## TASK STATEMENT
Report all lines below with the word "builtin".

Collected data entries
--------------------
// Copyright 2026 The PMO Lifecycle Authors. All rights reserved.
// Use of this source code is governed by the Apache License,
// Version 2.0, that can be found in the LICENSE file.

pub mod anchor;
mod arrowhead;
pub mod common;
pub mod connector;
pub mod constants;
mod elements;
mod label;
pub mod layout;
pub mod overlay;
mod render;
#[cfg(feature = "png_render")]
pub mod render_png;

pub use anchor::{AnchorMode, AnchorRequest, BoundsSource, MeasuredBounds, resolve_anchor};
pub use connector::{ConnectorSpec, CurveAxis, LineKind, RoutedPath, render_anchored};
pub use layout::{CoordinateTable, DiagramLayout, LayoutDescription, layout_tracks};
pub use overlay::ConnectorOverlay;
pub use render::{render_lifecycle_svg, render_svg};
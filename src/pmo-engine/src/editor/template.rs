// Copyright 2026 The PMO Lifecycle Authors. All rights reserved.
// Use of this source code is governed by the Apache License,
// Version 2.0, that can be found in the LICENSE file.

use crate::catalog::Catalog;
use crate::config::LayoutConfig;
use crate::diagram::layout::layout_tracks;
use crate::editor::{Edge, EdgeData, FlowGraph, Node, NodeData, NodeType, Position};
use crate::lookup::lookup_phase;

const TEMPLATE_TRACK: &str = "enterprise";

fn node_id(phase_id: &str) -> String {
    format!("phase-{phase_id}")
}

/// The starting graph for a fresh editor: the Enterprise track laid out
/// left to right, one node per phase.
pub fn template_graph(catalog: &Catalog) -> FlowGraph {
    let Some(track) = catalog
        .get_track(TEMPLATE_TRACK)
        .or_else(|| catalog.tracks.first())
    else {
        return FlowGraph::default();
    };
    let layout = layout_tracks(std::slice::from_ref(track), &[], &LayoutConfig::default());

    let nodes = layout
        .nodes
        .iter()
        .filter_map(|placed| {
            let phase_id = placed.phase_id.as_deref()?;
            let record = lookup_phase(catalog, phase_id);
            Some(Node {
                id: node_id(phase_id),
                node_type: NodeType::Phase,
                position: Position::new(placed.center.x, placed.center.y),
                data: NodeData {
                    label: record.name,
                    content: record.description,
                    color: Some(record.gradient.token().to_string()),
                    phase_id: Some(phase_id.to_string()),
                    ..Default::default()
                },
            })
        })
        .collect();

    let edges = layout
        .links
        .iter()
        .map(|link| Edge {
            id: format!("e-{}-{}", link.from, link.to),
            source: node_id(&link.from),
            target: node_id(&link.to),
            data: EdgeData::default(),
        })
        .collect();

    FlowGraph {
        nodes,
        edges,
        expanded_phases: vec![],
    }
}

#[cfg(test)]
mod tests {
    use super::*;
    use crate::editor::validate_graph;

    #[test]
    fn test_template_follows_enterprise_track() {
        let graph = template_graph(Catalog::builtin());
        let ids: Vec<&str> = graph
            .nodes
            .iter()
            .filter_map(|n| n.data.phase_id.as_deref())
            .collect();
        assert_eq!(ids, vec!["0", "1", "2E", "3E", "4", "5", "6"]);
        assert_eq!(graph.edges.len(), 6);
        assert_eq!(graph.edges[0].source, "phase-0");
        assert_eq!(graph.edges[0].target, "phase-1");
        assert_eq!(graph.nodes[2].data.label, "Enterprise Planning");
        assert!(validate_graph(&graph).is_ok());
    }

    #[test]
    fn test_template_without_tracks() {
        let mut catalog = Catalog::builtin().clone();
        catalog.tracks.clear();
        assert_eq!(template_graph(&catalog), FlowGraph::default());
    }
}
// Copyright 2026 The PMO Lifecycle Authors. All rights reserved.
// Use of this source code is governed by the Apache License,
// Version 2.0, that can be found in the LICENSE file.

use serde::Serialize;

/// Cosmetic two-stop color gradient used to fill a phase node.
#[derive(Clone, Copy, Debug, PartialEq, Eq, Hash, Serialize)]
#[serde(rename_all = "snake_case")]
pub enum Gradient {
    Slate,
    Sky,
    Indigo,
    Emerald,
    Amber,
    Rose,
    Violet,
    Teal,
    Neutral,
}

impl Gradient {
    pub const ALL: [Gradient; 9] = [
        Gradient::Slate,
        Gradient::Sky,
        Gradient::Indigo,
        Gradient::Emerald,
        Gradient::Amber,
        Gradient::Rose,
        Gradient::Violet,
        Gradient::Teal,
        Gradient::Neutral,
    ];

    pub fn token(self) -> &'static str {
        match self {
            Gradient::Slate => "slate",
            Gradient::Sky => "sky",
            Gradient::Indigo => "indigo",
            Gradient::Emerald => "emerald",
            Gradient::Amber => "amber",
            Gradient::Rose => "rose",
            Gradient::Violet => "violet",
            Gradient::Teal => "teal",
            Gradient::Neutral => "neutral",
        }
    }

    /// (from, to) stop colors.
    pub fn stops(self) -> (&'static str, &'static str) {
        match self {
            Gradient::Slate => ("#64748b", "#334155"),
            Gradient::Sky => ("#38bdf8", "#0369a1"),
            Gradient::Indigo => ("#818cf8", "#4338ca"),
            Gradient::Emerald => ("#34d399", "#047857"),
            Gradient::Amber => ("#fbbf24", "#b45309"),
            Gradient::Rose => ("#fb7185", "#be123c"),
            Gradient::Violet => ("#a78bfa", "#6d28d9"),
            Gradient::Teal => ("#2dd4bf", "#0f766e"),
            Gradient::Neutral => ("#d1d5db", "#9ca3af"),
        }
    }
}

#[derive(Clone, Debug, PartialEq, Eq, Serialize)]
pub struct RaciEntry {
    pub role: String,
    pub responsibility: String,
}

impl RaciEntry {
    /// The R/A/C/I letter, taken from a "Responsible: ..." style prefix.
    pub fn designation(&self) -> Option<char> {
        let (prefix, _) = self.responsibility.split_once(':')?;
        match prefix.trim() {
            "Responsible" => Some('R'),
            "Accountable" => Some('A'),
            "Consulted" => Some('C'),
            "Informed" => Some('I'),
            _ => None,
        }
    }
}

#[derive(Clone, Debug, Default, PartialEq, Eq, Serialize)]
pub struct DetailBundle {
    pub owner: String,
    pub focus: String,
    pub inputs: Vec<String>,
    pub outputs: Vec<String>,
    pub tasks: Vec<String>,
    pub gate_criteria: Vec<String>,
    pub raci: Vec<RaciEntry>,
}

impl DetailBundle {
    pub fn is_empty(&self) -> bool {
        self.owner.is_empty()
            && self.focus.is_empty()
            && self.inputs.is_empty()
            && self.outputs.is_empty()
            && self.tasks.is_empty()
            && self.gate_criteria.is_empty()
            && self.raci.is_empty()
    }
}

#[derive(Clone, Debug, PartialEq, Eq, Serialize)]
pub struct Phase {
    pub id: String,
    pub name: String,
    pub short_label: Option<String>,
    pub description: String,
    pub gradient: Gradient,
    pub details: DetailBundle,
}

/// Terminal markers a project can land in outside the normal flow.
#[derive(Clone, Copy, Debug, PartialEq, Eq, Hash, Serialize)]
#[serde(rename_all = "snake_case")]
pub enum ExceptionKind {
    Dropped,
    OnHold,
}

/// Same shape as a phase; the detail bundle never carries gate criteria
/// or RACI entries.
#[derive(Clone, Debug, PartialEq, Eq, Serialize)]
pub struct ExceptionState {
    pub kind: ExceptionKind,
    pub phase: Phase,
}

#[derive(Clone, Debug, PartialEq, Eq, Serialize)]
pub struct Track {
    pub id: String,
    pub name: String,
    pub phases: Vec<String>,
}

#[derive(Clone, Debug, PartialEq, Eq, Serialize)]
pub struct FaqEntry {
    pub id: String,
    pub question: String,
    pub answer: String,
}

/// A static reference page in the generated site.
#[derive(Clone, Debug, PartialEq, Eq, Serialize)]
pub struct PageInfo {
    pub id: String,
    pub title: String,
    pub summary: String,
    pub url: String,
}

#[cfg(test)]
mod tests {
    use super::*;

    fn entry(responsibility: &str) -> RaciEntry {
        RaciEntry {
            role: "Project Manager".to_string(),
            responsibility: responsibility.to_string(),
        }
    }

    #[test]
    fn test_raci_designation() {
        assert_eq!(entry("Responsible: runs discovery").designation(), Some('R'));
        assert_eq!(entry("Accountable: signs closure").designation(), Some('A'));
        assert_eq!(entry("Consulted: reviews").designation(), Some('C'));
        assert_eq!(entry("Informed:").designation(), Some('I'));
        assert_eq!(entry("Owns the plan").designation(), None);
        assert_eq!(entry("Sponsor: approves").designation(), None);
    }
}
--------------------
## RESPONSE BELOW
        let graph = template_graph(Catalog::builtin());
        let mut catalog = Catalog::builtin().clone();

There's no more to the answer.